German ex-chancellor Gerhard Schroeder prompted further criticism when he returned to his homeland after being elected as Chairman of Rosneft, the largest oil producer in Russia, on Friday.
Gerhard Schroeder, a Social Democrat who led Germany in the period of 1998 to 2005, faced massive criticism at home in August when he was elected to Rosneft’s board, taking into account Western Europe’s sanctions against Russia over the Ukraine crisis and Chancellor Angela Merkel’s rather cold relations with Moscow.
Schroeder was elected by Rosneft shareholders, which is controlled by the state and subject to the sanctions, to its board at a meeting on Friday, and not long afterwards he told at a news briefing that he was pleased to have been elected to be chairman of this company. Igor Sechin, CEO of the company, pointed out to the shareholders that Schroeder was a renowned and reputed politician who had always advocated strategic cooperation between Russia, Europe, and Germany and that he was striving to improve Germany’s relations with Russia.

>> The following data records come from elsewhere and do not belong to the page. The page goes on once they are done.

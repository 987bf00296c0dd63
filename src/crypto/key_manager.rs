//! Master key lifecycle
//!
//! `KeyManager` loads the 256-bit master key from a credential store, or
//! generates and persists one on first run. Initialization is serialized so
//! two concurrent callers can never both decide the key is missing and
//! generate two different keys.

use std::fmt;
use std::sync::Arc;

use aes_gcm::aead::rand_core::RngCore;
use aes_gcm::aead::OsRng;
use parking_lot::{Mutex, RwLock};
use tracing::{info, warn};
use zeroize::{Zeroize, ZeroizeOnDrop};

use super::credential_store::CredentialStore;
use crate::error::{EncryptionError, KeyStoreError};

/// Master key length in bytes
pub const KEY_SIZE: usize = 32;

/// Default credential store identity
pub const DEFAULT_SERVICE: &str = "app.flowkey.encryption";
pub const DEFAULT_ACCOUNT: &str = "master-key";

/// The 256-bit master key, zeroed on drop and never printed
#[derive(Zeroize, ZeroizeOnDrop)]
pub struct MasterKey {
    bytes: [u8; KEY_SIZE],
}

impl MasterKey {
    /// Generate a fresh key from the OS CSPRNG
    pub fn generate() -> Self {
        let mut bytes = [0u8; KEY_SIZE];
        OsRng.fill_bytes(&mut bytes);
        Self { bytes }
    }

    /// Build a key from stored bytes; the length must be exactly `KEY_SIZE`
    pub fn from_slice(bytes: &[u8]) -> Option<Self> {
        let bytes: [u8; KEY_SIZE] = bytes.try_into().ok()?;
        Some(Self { bytes })
    }

    pub fn as_bytes(&self) -> &[u8; KEY_SIZE] {
        &self.bytes
    }
}

impl fmt::Debug for MasterKey {
    fn fmt(&self, f: &mut fmt::Formatter<'_>) -> fmt::Result {
        f.write_str("MasterKey([REDACTED])")
    }
}

/// Owns the master key for the process lifetime
pub struct KeyManager {
    store: Arc<dyn CredentialStore>,
    service: String,
    account: String,
    key: RwLock<Option<Arc<MasterKey>>>,
    init_lock: Mutex<()>,
}

impl KeyManager {
    /// Create a manager using the default (service, account) identity
    pub fn new(store: Arc<dyn CredentialStore>) -> Self {
        Self::with_identity(store, DEFAULT_SERVICE, DEFAULT_ACCOUNT)
    }

    pub fn with_identity(
        store: Arc<dyn CredentialStore>,
        service: impl Into<String>,
        account: impl Into<String>,
    ) -> Self {
        Self {
            store,
            service: service.into(),
            account: account.into(),
            key: RwLock::new(None),
            init_lock: Mutex::new(()),
        }
    }

    /// Load the key from the store, generating and persisting it if absent
    ///
    /// Calling this again after a successful initialization is a no-op.
    pub fn initialize(&self) -> Result<(), KeyStoreError> {
        if self.key.read().is_some() {
            return Ok(());
        }

        let _guard = self.init_lock.lock();
        if self.key.read().is_some() {
            return Ok(());
        }

        let key = match self.store.load(&self.service, &self.account)? {
            Some(bytes) => {
                let key = MasterKey::from_slice(&bytes).ok_or_else(|| {
                    KeyStoreError::new(
                        KeyStoreError::DECODE_FAILED,
                        format!(
                            "Stored master key has {} bytes, expected {}",
                            bytes.len(),
                            KEY_SIZE
                        ),
                    )
                })?;
                info!(service = %self.service, "loaded master key from credential store");
                key
            }
            None => {
                let key = MasterKey::generate();
                self.persist(&key)?;
                info!(service = %self.service, "generated and stored new master key");
                key
            }
        };

        *self.key.write() = Some(Arc::new(key));
        Ok(())
    }

    /// Replace any existing entry with `key`
    fn persist(&self, key: &MasterKey) -> Result<(), KeyStoreError> {
        self.store.delete(&self.service, &self.account)?;
        self.store
            .save(&self.service, &self.account, key.as_bytes())
            .inspect_err(|e| warn!(status = e.status, "failed to persist master key"))
    }

    /// The loaded master key
    pub fn current_key(&self) -> Result<Arc<MasterKey>, EncryptionError> {
        self.key
            .read()
            .as_ref()
            .cloned()
            .ok_or(EncryptionError::KeyUnavailable)
    }

    pub fn is_initialized(&self) -> bool {
        self.key.read().is_some()
    }
}
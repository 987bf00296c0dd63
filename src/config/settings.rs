//! Privacy settings for FlowKey Vault
//!
//! Settings live in the key-value preferences file under a single key. The
//! stored value is an envelope `{ "encrypted": bool, "data": string }` where
//! `data` is either the settings JSON or its `encrypt_string` output.

use std::sync::Arc;

use chrono::{DateTime, Duration, Utc};
use serde::{Deserialize, Serialize};
use tracing::debug;

use super::paths::FlowKeyPaths;
use crate::backup::BackupStoreConfig;
use crate::crypto::CipherService;
use crate::error::{VaultError, VaultResult};
use crate::storage::secure_erase::DEFAULT_PASSES;
use crate::storage::{KeyValueStore, SecureEraser};

/// Preferences key holding the settings envelope
pub const SETTINGS_KEY: &str = "privacySettings";

/// User-facing privacy and backup preferences
#[derive(Debug, Clone, PartialEq, Eq, Serialize, Deserialize)]
#[serde(rename_all = "camelCase")]
pub struct PrivacySettings {
    /// Encrypt backup files with the master key
    #[serde(default = "default_true")]
    pub encrypt_backups: bool,

    /// Overwrite pruned and deleted backups before unlinking
    #[serde(default = "default_true")]
    pub secure_delete: bool,

    /// Overwrite passes for secure deletion
    #[serde(default = "default_erase_passes")]
    pub erase_passes: u32,

    /// Number of backup files to keep
    #[serde(default = "default_max_backup_files")]
    pub max_backup_files: usize,

    #[serde(default = "default_true")]
    pub auto_backup_enabled: bool,

    #[serde(default = "default_auto_backup_interval_hours")]
    pub auto_backup_interval_hours: u32,
}

fn default_true() -> bool {
    true
}

fn default_erase_passes() -> u32 {
    DEFAULT_PASSES
}

fn default_max_backup_files() -> usize {
    crate::backup::DEFAULT_MAX_BACKUP_FILES
}

fn default_auto_backup_interval_hours() -> u32 {
    24
}

impl Default for PrivacySettings {
    fn default() -> Self {
        Self {
            encrypt_backups: true,
            secure_delete: true,
            erase_passes: default_erase_passes(),
            max_backup_files: default_max_backup_files(),
            auto_backup_enabled: true,
            auto_backup_interval_hours: default_auto_backup_interval_hours(),
        }
    }
}

impl PrivacySettings {
    pub fn validate(&self) -> VaultResult<()> {
        if self.erase_passes < 1 {
            return Err(VaultError::Validation(
                "erasePasses must be at least 1".into(),
            ));
        }
        if self.max_backup_files < 1 {
            return Err(VaultError::Validation(
                "maxBackupFiles must be at least 1".into(),
            ));
        }
        if self.auto_backup_interval_hours < 1 {
            return Err(VaultError::Validation(
                "autoBackupIntervalHours must be at least 1".into(),
            ));
        }
        Ok(())
    }

    /// Whether an automatic backup should be taken at `now`
    pub fn backup_due(&self, latest: Option<DateTime<Utc>>, now: DateTime<Utc>) -> bool {
        if !self.auto_backup_enabled {
            return false;
        }
        match latest {
            Some(latest) => now - latest >= Duration::hours(i64::from(self.auto_backup_interval_hours)),
            None => true,
        }
    }

    pub fn eraser(&self) -> SecureEraser {
        SecureEraser::new(self.erase_passes)
    }

    pub fn store_config(&self) -> BackupStoreConfig {
        BackupStoreConfig {
            max_backup_files: self.max_backup_files,
            secure_prune: self.secure_delete,
        }
    }

    /// Set one field from its command-line spelling
    pub fn set_field(&mut self, field: &str, value: &str) -> VaultResult<()> {
        fn parse<T: std::str::FromStr>(field: &str, value: &str) -> VaultResult<T> {
            value.parse().map_err(|_| {
                VaultError::Validation(format!("Invalid value '{}' for {}", value, field))
            })
        }

        match field {
            "encrypt-backups" | "encryptBackups" => self.encrypt_backups = parse(field, value)?,
            "secure-delete" | "secureDelete" => self.secure_delete = parse(field, value)?,
            "erase-passes" | "erasePasses" => self.erase_passes = parse(field, value)?,
            "max-backup-files" | "maxBackupFiles" => self.max_backup_files = parse(field, value)?,
            "auto-backup" | "autoBackupEnabled" => self.auto_backup_enabled = parse(field, value)?,
            "auto-backup-interval" | "autoBackupIntervalHours" => {
                self.auto_backup_interval_hours = parse(field, value)?
            }
            other => {
                return Err(VaultError::Validation(format!(
                    "Unknown setting '{}'",
                    other
                )))
            }
        }
        self.validate()
    }
}

#[derive(Debug, Serialize, Deserialize)]
struct SettingsEnvelope {
    encrypted: bool,
    data: String,
}

/// Loads and saves `PrivacySettings` in the preferences file
pub struct SettingsStore {
    prefs: KeyValueStore,
    cipher: Option<Arc<CipherService>>,
}

impl SettingsStore {
    /// Store that writes settings in the clear
    pub fn new(paths: &FlowKeyPaths) -> Self {
        Self {
            prefs: KeyValueStore::new(paths.preferences_file()),
            cipher: None,
        }
    }

    /// Store that encrypts settings with `cipher`
    pub fn with_cipher(paths: &FlowKeyPaths, cipher: Arc<CipherService>) -> Self {
        Self {
            prefs: KeyValueStore::new(paths.preferences_file()),
            cipher: Some(cipher),
        }
    }

    /// Load settings, or defaults if none have been saved
    pub fn load(&self) -> VaultResult<PrivacySettings> {
        let Some(envelope) = self.prefs.get::<SettingsEnvelope>(SETTINGS_KEY)? else {
            return Ok(PrivacySettings::default());
        };

        let json = if envelope.encrypted {
            let cipher = self.cipher.as_ref().ok_or_else(|| {
                VaultError::Config("Settings are encrypted; the master key is required".into())
            })?;
            cipher.decrypt_string(&envelope.data)?
        } else {
            envelope.data
        };

        let settings: PrivacySettings = serde_json::from_str(&json)
            .map_err(|e| VaultError::Config(format!("Failed to parse privacy settings: {}", e)))?;
        settings.validate()?;
        Ok(settings)
    }

    pub fn save(&self, settings: &PrivacySettings) -> VaultResult<()> {
        settings.validate()?;
        let json = serde_json::to_string(settings)?;

        let envelope = match &self.cipher {
            Some(cipher) => SettingsEnvelope {
                encrypted: true,
                data: cipher.encrypt_string(&json)?,
            },
            None => SettingsEnvelope {
                encrypted: false,
                data: json,
            },
        };

        self.prefs.set(SETTINGS_KEY, &envelope)?;
        debug!(encrypted = envelope.encrypted, "privacy settings saved");
        Ok(())
    }
}

#[cfg(test)]
mod tests {
    use super::*;
    use crate::crypto::{KeyManager, MemoryCredentialStore};
    use tempfile::TempDir;

    fn test_cipher() -> Arc<CipherService> {
        let keys = Arc::new(KeyManager::new(Arc::new(MemoryCredentialStore::new())));
        keys.initialize().unwrap();
        Arc::new(CipherService::new(keys))
    }

    #[test]
    fn test_default_settings() {
        let settings = PrivacySettings::default();
        assert!(settings.encrypt_backups);
        assert!(settings.secure_delete);
        assert_eq!(settings.erase_passes, 3);
        assert_eq!(settings.max_backup_files, 10);
        assert_eq!(settings.auto_backup_interval_hours, 24);
        assert!(settings.validate().is_ok());
    }

    #[test]
    fn test_missing_fields_take_defaults() {
        let settings: PrivacySettings = serde_json::from_str(r#"{"maxBackupFiles":4}"#).unwrap();
        assert_eq!(settings.max_backup_files, 4);
        assert!(settings.encrypt_backups);
    }

    #[test]
    fn test_save_and_load_plain() {
        let temp_dir = TempDir::new().unwrap();
        let paths = FlowKeyPaths::with_base_dir(temp_dir.path().to_path_buf());
        let store = SettingsStore::new(&paths);

        assert_eq!(store.load().unwrap(), PrivacySettings::default());

        let settings = PrivacySettings {
            max_backup_files: 3,
            ..PrivacySettings::default()
        };
        store.save(&settings).unwrap();
        assert_eq!(store.load().unwrap(), settings);
    }

    #[test]
    fn test_save_and_load_encrypted() {
        let temp_dir = TempDir::new().unwrap();
        let paths = FlowKeyPaths::with_base_dir(temp_dir.path().to_path_buf());
        let cipher = test_cipher();
        let store = SettingsStore::with_cipher(&paths, cipher.clone());

        let settings = PrivacySettings {
            erase_passes: 7,
            ..PrivacySettings::default()
        };
        store.save(&settings).unwrap();

        let raw = std::fs::read_to_string(paths.preferences_file()).unwrap();
        assert!(raw.contains("\"encrypted\": true"));
        assert!(!raw.contains("erasePasses"));
        assert_eq!(store.load().unwrap(), settings);

        let without_key = SettingsStore::new(&paths);
        assert!(matches!(without_key.load(), Err(VaultError::Config(_))));
    }

    #[test]
    fn test_invalid_settings_rejected() {
        let temp_dir = TempDir::new().unwrap();
        let paths = FlowKeyPaths::with_base_dir(temp_dir.path().to_path_buf());
        let store = SettingsStore::new(&paths);

        let settings = PrivacySettings {
            erase_passes: 0,
            ..PrivacySettings::default()
        };
        assert!(matches!(store.save(&settings), Err(VaultError::Validation(_))));
    }

    #[test]
    fn test_set_field() {
        let mut settings = PrivacySettings::default();
        settings.set_field("max-backup-files", "5").unwrap();
        settings.set_field("encryptBackups", "false").unwrap();
        assert_eq!(settings.max_backup_files, 5);
        assert!(!settings.encrypt_backups);

        assert!(settings.set_field("max-backup-files", "0").is_err());
        assert!(settings.set_field("erase-passes", "many").is_err());
        assert!(settings.set_field("colour", "blue").is_err());
    }

    #[test]
    fn test_backup_due() {
        let settings = PrivacySettings::default();
        let now = Utc::now();

        assert!(settings.backup_due(None, now));
        assert!(!settings.backup_due(Some(now - Duration::hours(23)), now));
        assert!(settings.backup_due(Some(now - Duration::hours(24)), now));

        let disabled = PrivacySettings {
            auto_backup_enabled: false,
            ..PrivacySettings::default()
        };
        assert!(!disabled.backup_due(None, now));
    }
}
//! Boundary to the application's user data store
//!
//! Translation history, settings, knowledge documents, and habits are owned
//! by the surrounding application. Backup and restore only see them through
//! the `DataStore` trait. Individual calls are expected to be internally
//! consistent; nothing here spans calls with a transaction.

mod json;
mod memory;

pub use json::JsonDataStore;
pub use memory::InMemoryDataStore;

use serde::{Deserialize, Serialize};

use crate::error::StoreError;
use crate::models::{DocumentDto, HabitDto, SettingsDto, TranslationDto};

/// Read and write access to the user data collections
pub trait DataStore: Send + Sync {
    /// Most recent translations first, at most `limit`
    fn fetch_translation_history(&self, limit: usize) -> Result<Vec<TranslationDto>, StoreError>;

    fn get_settings(&self) -> Result<Option<SettingsDto>, StoreError>;

    /// Most recently updated documents first, at most `limit`
    fn fetch_knowledge_documents(&self, limit: usize) -> Result<Vec<DocumentDto>, StoreError>;

    /// Most frequently used habits first, at most `limit`
    fn get_habits(&self, limit: usize) -> Result<Vec<HabitDto>, StoreError>;

    fn create_translation(&self, record: &TranslationDto) -> Result<(), StoreError>;

    fn update_settings(&self, settings: &SettingsDto) -> Result<(), StoreError>;

    fn create_knowledge_document(&self, document: &DocumentDto) -> Result<(), StoreError>;

    fn create_habit(&self, habit: &HabitDto) -> Result<(), StoreError>;

    fn clear_translation_history(&self) -> Result<(), StoreError>;

    fn clear_knowledge_documents(&self) -> Result<(), StoreError>;

    fn clear_habits(&self) -> Result<(), StoreError>;

    /// Remove the stored settings, if any
    fn clear_settings(&self) -> Result<(), StoreError>;

    /// Replace every collection, settings included, with `data`
    ///
    /// The default goes through the per-record calls. Stores that can write
    /// the whole dataset at once should override it.
    fn replace_all(&self, data: &UserData) -> Result<(), StoreError> {
        self.clear_translation_history()?;
        self.clear_knowledge_documents()?;
        self.clear_habits()?;

        for record in &data.translations {
            self.create_translation(record)?;
        }
        match &data.settings {
            Some(settings) => self.update_settings(settings)?,
            None => self.clear_settings()?,
        }
        for document in &data.documents {
            self.create_knowledge_document(document)?;
        }
        for habit in &data.habits {
            self.create_habit(habit)?;
        }
        Ok(())
    }
}

/// All user data collections, as held by the bundled store implementations
#[derive(Debug, Clone, Default, PartialEq, Serialize, Deserialize)]
#[serde(rename_all = "camelCase")]
pub struct UserData {
    #[serde(default)]
    pub translations: Vec<TranslationDto>,
    #[serde(default)]
    pub settings: Option<SettingsDto>,
    #[serde(default)]
    pub documents: Vec<DocumentDto>,
    #[serde(default)]
    pub habits: Vec<HabitDto>,
}

impl UserData {
    fn recent_translations(&self, limit: usize) -> Vec<TranslationDto> {
        let mut records = self.translations.clone();
        records.sort_by(|a, b| b.created_at.cmp(&a.created_at));
        records.truncate(limit);
        records
    }

    fn recent_documents(&self, limit: usize) -> Vec<DocumentDto> {
        let mut documents = self.documents.clone();
        documents.sort_by(|a, b| b.updated_at.cmp(&a.updated_at));
        documents.truncate(limit);
        documents
    }

    fn top_habits(&self, limit: usize) -> Vec<HabitDto> {
        let mut habits = self.habits.clone();
        habits.sort_by(|a, b| b.frequency.cmp(&a.frequency));
        habits.truncate(limit);
        habits
    }
}
//! CLI command handlers
//!
//! This module contains the implementation of CLI commands,
//! bridging the clap argument parsing with the vault facade.

pub mod backup;
pub mod erase;
pub mod key;
pub mod settings;

pub use backup::{handle_backup_command, BackupCommands};
pub use erase::handle_erase_command;
pub use key::{handle_key_command, KeyCommands};
pub use settings::{handle_settings_command, SettingsCommands};

use std::sync::Arc;

use crate::config::{FlowKeyPaths, SettingsStore};
use crate::crypto::{CipherService, KeyDerivationParams, KeyManager, PassphraseCredentialStore, SecureString};
use crate::datastore::JsonDataStore;
use crate::error::{VaultError, VaultResult};
use crate::vault::FlowKeyVault;

/// Environment variable supplying the credential store passphrase
pub const PASSPHRASE_ENV: &str = "FLOWKEY_PASSPHRASE";
/// Environment variable selecting Argon2 cost for new credential stores (`standard` or `light`)
pub const KDF_PROFILE_ENV: &str = "FLOWKEY_KDF_PROFILE";

const MIN_PASSPHRASE_LEN: usize = 8;

/// Shared state for command handlers
pub struct CliContext {
    paths: FlowKeyPaths,
}

impl CliContext {
    pub fn new(paths: FlowKeyPaths) -> Self {
        Self { paths }
    }

    pub fn paths(&self) -> &FlowKeyPaths {
        &self.paths
    }

    /// Whether a credential store has been created
    pub fn has_credentials(&self) -> bool {
        self.paths.credentials_file().exists()
    }

    /// Unlock (or create) the passphrase credential store
    pub fn credentials(&self) -> VaultResult<Arc<PassphraseCredentialStore>> {
        let creating = !self.has_credentials();
        let passphrase = read_passphrase(creating)?;
        self.paths.ensure_directories()?;

        let store = PassphraseCredentialStore::open(
            self.paths.credentials_file(),
            &passphrase,
            kdf_params()?,
        )?;
        Ok(Arc::new(store))
    }

    /// Key manager with the master key loaded, created on first use
    pub fn key_manager(&self) -> VaultResult<Arc<KeyManager>> {
        let keys = Arc::new(KeyManager::new(self.credentials()?));
        keys.initialize()?;
        Ok(keys)
    }

    pub fn settings_store(&self, keys: &Arc<KeyManager>) -> SettingsStore {
        SettingsStore::with_cipher(&self.paths, Arc::new(CipherService::new(keys.clone())))
    }

    /// Fully wired vault over the file-backed user data store
    pub fn open_vault(&self) -> VaultResult<FlowKeyVault> {
        let keys = self.key_manager()?;
        let settings = self.settings_store(&keys).load()?;
        let data = Arc::new(JsonDataStore::new(self.paths.user_data_file()));
        FlowKeyVault::new(&self.paths, keys, data, settings)
    }
}

fn kdf_params() -> VaultResult<KeyDerivationParams> {
    match std::env::var(KDF_PROFILE_ENV).as_deref() {
        Err(_) | Ok("standard") => Ok(KeyDerivationParams::new()),
        Ok("light") => Ok(KeyDerivationParams::light()),
        Ok(other) => Err(VaultError::Config(format!(
            "Unknown {} '{}': expected 'standard' or 'light'",
            KDF_PROFILE_ENV, other
        ))),
    }
}

/// Passphrase from the environment, or prompted on the terminal
fn read_passphrase(confirm: bool) -> VaultResult<SecureString> {
    if let Ok(passphrase) = std::env::var(PASSPHRASE_ENV) {
        if passphrase.is_empty() {
            return Err(VaultError::Validation(format!("{} is empty", PASSPHRASE_ENV)));
        }
        return Ok(SecureString::from(passphrase));
    }

    if !confirm {
        return prompt_passphrase("Passphrase: ");
    }

    println!("Creating a new credential store for the master key.");
    println!("IMPORTANT: If you forget this passphrase, encrypted backups cannot be recovered!");
    loop {
        let first = prompt_passphrase("Enter new passphrase: ")?;
        if first.len() < MIN_PASSPHRASE_LEN {
            println!(
                "Passphrase must be at least {} characters. Please try again.",
                MIN_PASSPHRASE_LEN
            );
            continue;
        }

        let second = prompt_passphrase("Confirm passphrase: ")?;
        if first.as_str() != second.as_str() {
            println!("Passphrases do not match. Please try again.");
            continue;
        }
        return Ok(first);
    }
}

fn prompt_passphrase(prompt: &str) -> VaultResult<SecureString> {
    rpassword::prompt_password(prompt)
        .map(SecureString::from)
        .map_err(|e| VaultError::Io(format!("Failed to read passphrase: {}", e)))
}

/// Format a file size in human-readable form
pub(crate) fn format_size(bytes: u64) -> String {
    const KB: u64 = 1024;
    const MB: u64 = KB * 1024;
    const GB: u64 = MB * 1024;

    if bytes >= GB {
        format!("{:.1} GB", bytes as f64 / GB as f64)
    } else if bytes >= MB {
        format!("{:.1} MB", bytes as f64 / MB as f64)
    } else if bytes >= KB {
        format!("{:.1} KB", bytes as f64 / KB as f64)
    } else {
        format!("{} B", bytes)
    }
}
//! In-memory user data store

use std::sync::atomic::{AtomicUsize, Ordering};

use parking_lot::Mutex;

use super::{DataStore, UserData};
use crate::error::StoreError;
use crate::models::{DocumentDto, HabitDto, SettingsDto, TranslationDto};

/// A `DataStore` kept entirely in memory
///
/// Counts every mutating call so callers can assert that an operation left
/// the store untouched.
#[derive(Default)]
pub struct InMemoryDataStore {
    data: Mutex<UserData>,
    mutations: AtomicUsize,
}

impl InMemoryDataStore {
    pub fn new() -> Self {
        Self::default()
    }

    pub fn with_data(data: UserData) -> Self {
        Self {
            data: Mutex::new(data),
            mutations: AtomicUsize::new(0),
        }
    }

    /// A copy of everything currently stored
    pub fn data(&self) -> UserData {
        self.data.lock().clone()
    }

    /// Number of mutating calls made so far
    pub fn mutation_count(&self) -> usize {
        self.mutations.load(Ordering::SeqCst)
    }

    fn mutate<F: FnOnce(&mut UserData)>(&self, f: F) -> Result<(), StoreError> {
        self.mutations.fetch_add(1, Ordering::SeqCst);
        f(&mut self.data.lock());
        Ok(())
    }
}

impl DataStore for InMemoryDataStore {
    fn fetch_translation_history(&self, limit: usize) -> Result<Vec<TranslationDto>, StoreError> {
        Ok(self.data.lock().recent_translations(limit))
    }

    fn get_settings(&self) -> Result<Option<SettingsDto>, StoreError> {
        Ok(self.data.lock().settings.clone())
    }

    fn fetch_knowledge_documents(&self, limit: usize) -> Result<Vec<DocumentDto>, StoreError> {
        Ok(self.data.lock().recent_documents(limit))
    }

    fn get_habits(&self, limit: usize) -> Result<Vec<HabitDto>, StoreError> {
        Ok(self.data.lock().top_habits(limit))
    }

    fn create_translation(&self, record: &TranslationDto) -> Result<(), StoreError> {
        self.mutate(|data| data.translations.push(record.clone()))
    }

    fn update_settings(&self, settings: &SettingsDto) -> Result<(), StoreError> {
        self.mutate(|data| data.settings = Some(settings.clone()))
    }

    fn create_knowledge_document(&self, document: &DocumentDto) -> Result<(), StoreError> {
        self.mutate(|data| data.documents.push(document.clone()))
    }

    fn create_habit(&self, habit: &HabitDto) -> Result<(), StoreError> {
        self.mutate(|data| data.habits.push(habit.clone()))
    }

    fn clear_translation_history(&self) -> Result<(), StoreError> {
        self.mutate(|data| data.translations.clear())
    }

    fn clear_knowledge_documents(&self) -> Result<(), StoreError> {
        self.mutate(|data| data.documents.clear())
    }

    fn clear_habits(&self) -> Result<(), StoreError> {
        self.mutate(|data| data.habits.clear())
    }

    fn clear_settings(&self) -> Result<(), StoreError> {
        self.mutate(|data| data.settings = None)
    }

    fn replace_all(&self, data: &UserData) -> Result<(), StoreError> {
        self.mutate(|current| *current = data.clone())
    }
}
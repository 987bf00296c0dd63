//! Storage layer for FlowKey Vault
//!
//! Atomic file writes, the preferences key-value store, and secure erasure.

pub mod file_io;
pub mod kv;
pub mod secure_erase;

pub use file_io::{read_json, write_atomic, write_json_atomic};
pub use kv::KeyValueStore;
pub use secure_erase::SecureEraser;
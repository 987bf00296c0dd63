//! Master key CLI commands

use clap::Subcommand;

use super::CliContext;
use crate::crypto::key_manager::{DEFAULT_ACCOUNT, DEFAULT_SERVICE};
use crate::crypto::CredentialStore;
use crate::error::VaultResult;

/// Master key commands
#[derive(Subcommand)]
pub enum KeyCommands {
    /// Create the credential store and master key (no-op if they exist)
    Init,

    /// Show whether a master key exists
    Status,
}

pub fn handle_key_command(ctx: &CliContext, cmd: KeyCommands) -> VaultResult<()> {
    match cmd {
        KeyCommands::Init => {
            let existed = ctx.has_credentials();
            ctx.key_manager()?;
            if existed {
                println!("Master key is available.");
            } else {
                println!("Master key created.");
                println!(
                    "Credential store: {}",
                    ctx.paths().credentials_file().display()
                );
            }
        }

        KeyCommands::Status => {
            println!("Key Status");
            println!("==========");
            if !ctx.has_credentials() {
                println!("Master key: not created");
                println!("Create one with: flowkey-vault key init");
                return Ok(());
            }

            let store = ctx.credentials()?;
            let present = store.load(DEFAULT_SERVICE, DEFAULT_ACCOUNT)?.is_some();
            println!(
                "Master key: {}",
                if present { "present" } else { "missing" }
            );
            println!(
                "Credential store: {}",
                ctx.paths().credentials_file().display()
            );
        }
    }

    Ok(())
}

Schroeder considers President of Russia Vladimir Putin his friend and has criticized moves to put sanctions on Russia. Schroeder mentioned after the vote that he really regretted that there were sanctions. He also added through an interpreter that it was necessary to ease down those sanctions and that he was not among those who support them. He said that from an economic and political point of view, it was important for the whole world to have a stable Russia. The German newspaper Bild, which had already called Schroeder “Gazprom Gerhard”, announced the news of his election as chairman of Rosneft with the headline: “Now he definitively belongs to Putin.”
Schroeder, 73, taking into account his labor market reforms, is already a divisive figure in the center-left SPD. His election as Rosneft chairman in August raised a lot of criticism from Merkel and Martin Schulz, the leader of the Social Democrats, both claiming they would not take posts in industries after leaving office. Schroeder hit back, pointing out that some of his critics wanted to push the country into a “new Cold War”. He said in an interview that if I had been elected not to the Rosneft board but to Exxon, no one would ever ask about his true motives. He mentioned that Rosneft is the world’s largest oil producer, with important relations with Germany and not the long arm of Moscow. Before the election, Russia’s state TV channels dubbed Schroeder as a long-time friend of the Russian Federation.
Schroeder is currently Chairman of the shareholders’ committee at Nord Stream AG, a consortium founded to build a pipeline carrying Russian Gazprom’s natural gas across the Baltic Sea to Europe. Now, he is Chairman of Nord Stream 2 AG as well, the aim of which is to build another gas pipeline to double the existing gas export volumes.